This project aims to increase capacity and raise awareness of IoT (Internet of Things) technology in rural landscapes. By working closely with relevant stakeholders, we have developed meaningful pilot monitoring sites that not only test a range of LoRaWAN sensors deployed in remote locations and challenging conditions, but also meet specific stakeholder monitoring requirements.

Project aims

Adoption of IoT technology in rural landscapes is hindered by a lack of widespread wireless communication technology, the dispersed nature of rural activities, and the scarcity of large capital grant opportunities to kick-start developments, build testbeds, and communicate to the wider rural community about the transformative nature that is the promise of embedded and connected IoT systems.

The goals of this project are threefold: firstly, to develop a small testbed for low-band width IoT communications to be the seed for a larger rural network funded through further co-created capital bids; secondly, to develop a data portal to demonstrate some of the use cases of IoT in rural areas; and thirdly, to connect with rural industries and stakeholder organisations to gather requirements for present and future IoT activity. In short, this project will provide kickstart funding to “make the case” for integrated IoT monitoring in rural landscapes and generate a portfolio of ideas for future funding calls.

What was done?

We worked with the Northumberland National Park Authority (NNPA) to identify several sites in Northumberland that would benefit from IoT automated monitoring of some kind and could therefore serve as pilot study locations. We then discussed with the NNPA and site managers what their monitoring needs are, with regards to different features of the environment and its use. These discussions led to creation of a list of desirable monitoring targets that were feasible within the limitations of IoT technology and the project budget. We then investigated the range of off-the-shelf products that could fulfil these requirements, before purchasing sufficient units of each type to form meaningful datasets for the stakeholders and replication for testing purposes.

Results

Discussions with the Northumberland National Park Authority (NNPA) and site managers led to the design and implementation of several pilot studies.

  • Hadrian’s Wall: here we are testing the performance of a range of LoRaWAN ‘people counters’ along a section of this UNESCO World Heritage Site, which will allow automated monitoring of visitor numbers.

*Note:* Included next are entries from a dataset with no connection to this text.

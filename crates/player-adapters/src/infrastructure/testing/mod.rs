//! Test-only infrastructure fakes.
//!
//! Hand-written stand-ins for the native SDK and the host surface, used by
//! the player component tests and the demo runner. They live next to the real
//! adapters since they implement the same outbound ports; the ports crate
//! only generates `mockall` mocks for "never called" style checks.

pub mod fixtures;
pub mod mock_native_bridge;
pub mod recording_surface;

pub use fixtures::{sample_product, test_constants, TEST_OVER_EVENT, TEST_PROGRESS_EVENT};
pub use mock_native_bridge::{MockNativeBridge, Scripted, SentCommand};
pub use recording_surface::RecordingSurface;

In total, we have tested four different models for connectivity, data quality, and deployment issues/reliability. The data have been used by NNPA to understand the relationship between car park occupancy and foot-traffic along the wall.
  • Hepple Whitefield Estate: we have established a multifaceted pilot study here, which will form a key part of the monitoring system the estate is developing as part of their re-wilding project. We have deployed a variety of LoRaWAN sensors to monitor different environmental features and how they respond to management practices (air temperature and humidity, soil temperature and moisture, and groundwater level), as well as some insect camera traps and a comprehensive weather station. We have also deployed LoRaWAN GPS collars to monitor the movement of two livestock herds (one cattle, one pony), which will be useful in the context of animal husbandry and protection, and for informing site management. This is an extremely remote site that demonstrates the possibility of successful IoT applications in very isolated locations with challenging terrain and environmental conditions.
  • Nafferton Farm (Newcastle University): our stakeholders are keen to monitor river catchment features, but unfortunately our budget could not stretch to a comprehensive monitoring scheme on their site. Instead, we have deployed a small number of LoRaWAN water monitoring sensors (groundwater level, and river height) on one of the Newcastle University farms to test their efficacy ahead of future investment and larger-scale deployment.

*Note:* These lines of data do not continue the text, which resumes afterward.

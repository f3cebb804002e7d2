//! Inbound ports - Data types for native-to-application communication
//!
//! These types define how native events are represented once they cross
//! the bridge. The adapters layer delivers raw payloads, the application
//! layer decodes them with these types.

pub mod loading_events;

pub use loading_events::{
    DecodedProgress, LoadingStatus, PayloadError, ProgressPayload,
};
//! Player configuration read from the environment

use std::time::Duration;

use crate::application::error::ConfigError;

/// Start handshake timeout in milliseconds (unset = wait indefinitely)
pub const START_TIMEOUT_ENV: &str = "AUGMENT_START_TIMEOUT_MS";
/// Recenter / add-product timeout in milliseconds (unset = wait indefinitely)
pub const COMMAND_TIMEOUT_ENV: &str = "AUGMENT_COMMAND_TIMEOUT_MS";

/// Optional limits on how long the player waits for the native side.
///
/// `None` keeps the native behavior: a hung native call hangs its outcome.
#[derive(Debug, Clone, Copy, Default, PartialEq, Eq)]
pub struct PlayerTimeouts {
    pub start: Option<Duration>,
    pub command: Option<Duration>,
}

impl PlayerTimeouts {
    pub fn none() -> Self {
        Self::default()
    }

    pub fn with_start(mut self, timeout: Duration) -> Self {
        self.start = Some(timeout);
        self
    }

    pub fn with_command(mut self, timeout: Duration) -> Self {
        self.command = Some(timeout);
        self
    }

    /// Read timeouts from `AUGMENT_START_TIMEOUT_MS` / `AUGMENT_COMMAND_TIMEOUT_MS`
    pub fn from_env() -> Result<Self, ConfigError> {
        Self::from_lookup(|key| std::env::var(key).ok())
    }

    /// Read timeouts through an arbitrary key lookup
    pub fn from_lookup(lookup: impl Fn(&str) -> Option<String>) -> Result<Self, ConfigError> {
        Ok(Self {
            start: parse_millis(START_TIMEOUT_ENV, lookup(START_TIMEOUT_ENV))?,
            command: parse_millis(COMMAND_TIMEOUT_ENV, lookup(COMMAND_TIMEOUT_ENV))?,
        })
    }
}

fn parse_millis(key: &'static str, raw: Option<String>) -> Result<Option<Duration>, ConfigError> {
    let Some(raw) = raw else {
        return Ok(None);
    };
    let trimmed = raw.trim();
    if trimmed.is_empty() {
        return Ok(None);
    }

    let millis: u64 = trimmed.parse().map_err(|e: std::num::ParseIntError| {
        ConfigError::InvalidValue {
            key,
            value: raw.clone(),
            reason: e.to_string(),
        }
    })?;
    if millis == 0 {
        return Err(ConfigError::InvalidValue {
            key,
            value: raw,
            reason: "timeout must be greater than zero".to_string(),
        });
    }
    Ok(Some(Duration::from_millis(millis)))
}
//! Augment Player Runner - composition root binary
//!
//! Runs one scripted player session against the simulated native SDK.

use tracing_subscriber::{layer::SubscriberExt, util::SubscriberInitExt};

use augment_player_adapters::infrastructure::bridge_registry;
use augment_player_runner::{run_session, spawn_native, RunnerConfig};

#[tokio::main]
async fn main() -> anyhow::Result<()> {
    // A missing .env is fine; the environment may already be set.
    dotenvy::dotenv().ok();

    tracing_subscriber::registry()
        .with(
            tracing_subscriber::EnvFilter::try_from_default_env().unwrap_or_else(|_| {
                "augment_player=debug,augment_player_app=debug,augment_player_adapters=info".into()
            }),
        )
        .with(tracing_subscriber::fmt::layer())
        .init();

    tracing::info!("Starting Augment Player");

    let config = RunnerConfig::from_env()?;
    tracing::debug!(?config, "Loaded configuration");

    let native = spawn_native(&config);
    bridge_registry::install(native.handle.clone())?;

    let report = run_session(bridge_registry::native_bridge()?, &config).await?;
    tracing::info!(
        updates = report.statuses.len(),
        added = %report.added,
        "Session finished"
    );

    Ok(())
}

Deliverables and other tangible outputs 

  • Created three pilot IoT monitoring sites in rural Northumberland (see Figure 1). [hardware demonstrator]
  • Deployed five LoRaWAN gateways in rural locations and thus expanded the coverage of an open access network (The Things Network). [hardware demonstrator]
  • Created a web-based data portal that allows our stakeholders to download and view the data from the deployed sensors (see Figure 3). [software product]
  • Used the data from the LoraWAN GPS collars to investigate the ecology of the herd of semi-wild ponies, providing novel insights into their behaviour and habitat preferences. This showed that despite the ponies having access to a large area of the Hepple estate, they preferred to only use a fraction of this and showed very strong preferences for dry heathland (see Figure 4). [case study]

Impact

Our project has demonstrated that IoT monitoring devices can be an affordable solution to data collection in remote rural locations. Environmental and visitor monitoring in these landscapes is often infrequent and the data are time-delayed due to the use of volunteers and non-telemetered equipment. We have shown that IoT technology can provide rural stakeholders with a continuous and automated monitoring system that allows access to the data in near real-time. Our stakeholders have been and will continue to use this information to inform their site management and stewardship of the rural landscape.

Next steps

We are currently discussing follow-on project ideas with our stakeholders that would build on the successes of our pilot studies. Our aim is to seek further funding to develop a project that focuses on supporting and informing habitat restoration and rewilding in rural Northumberland with IoT technology.

Lessons learned

We as researchers from Newcastle University have been able to forge close links to our external collaborators that will prove useful for both parties in future. For example, there are many opportunities to run student research projects analysing the IoT data from these pilot sites, which will in turn provide more useful information for the site managers.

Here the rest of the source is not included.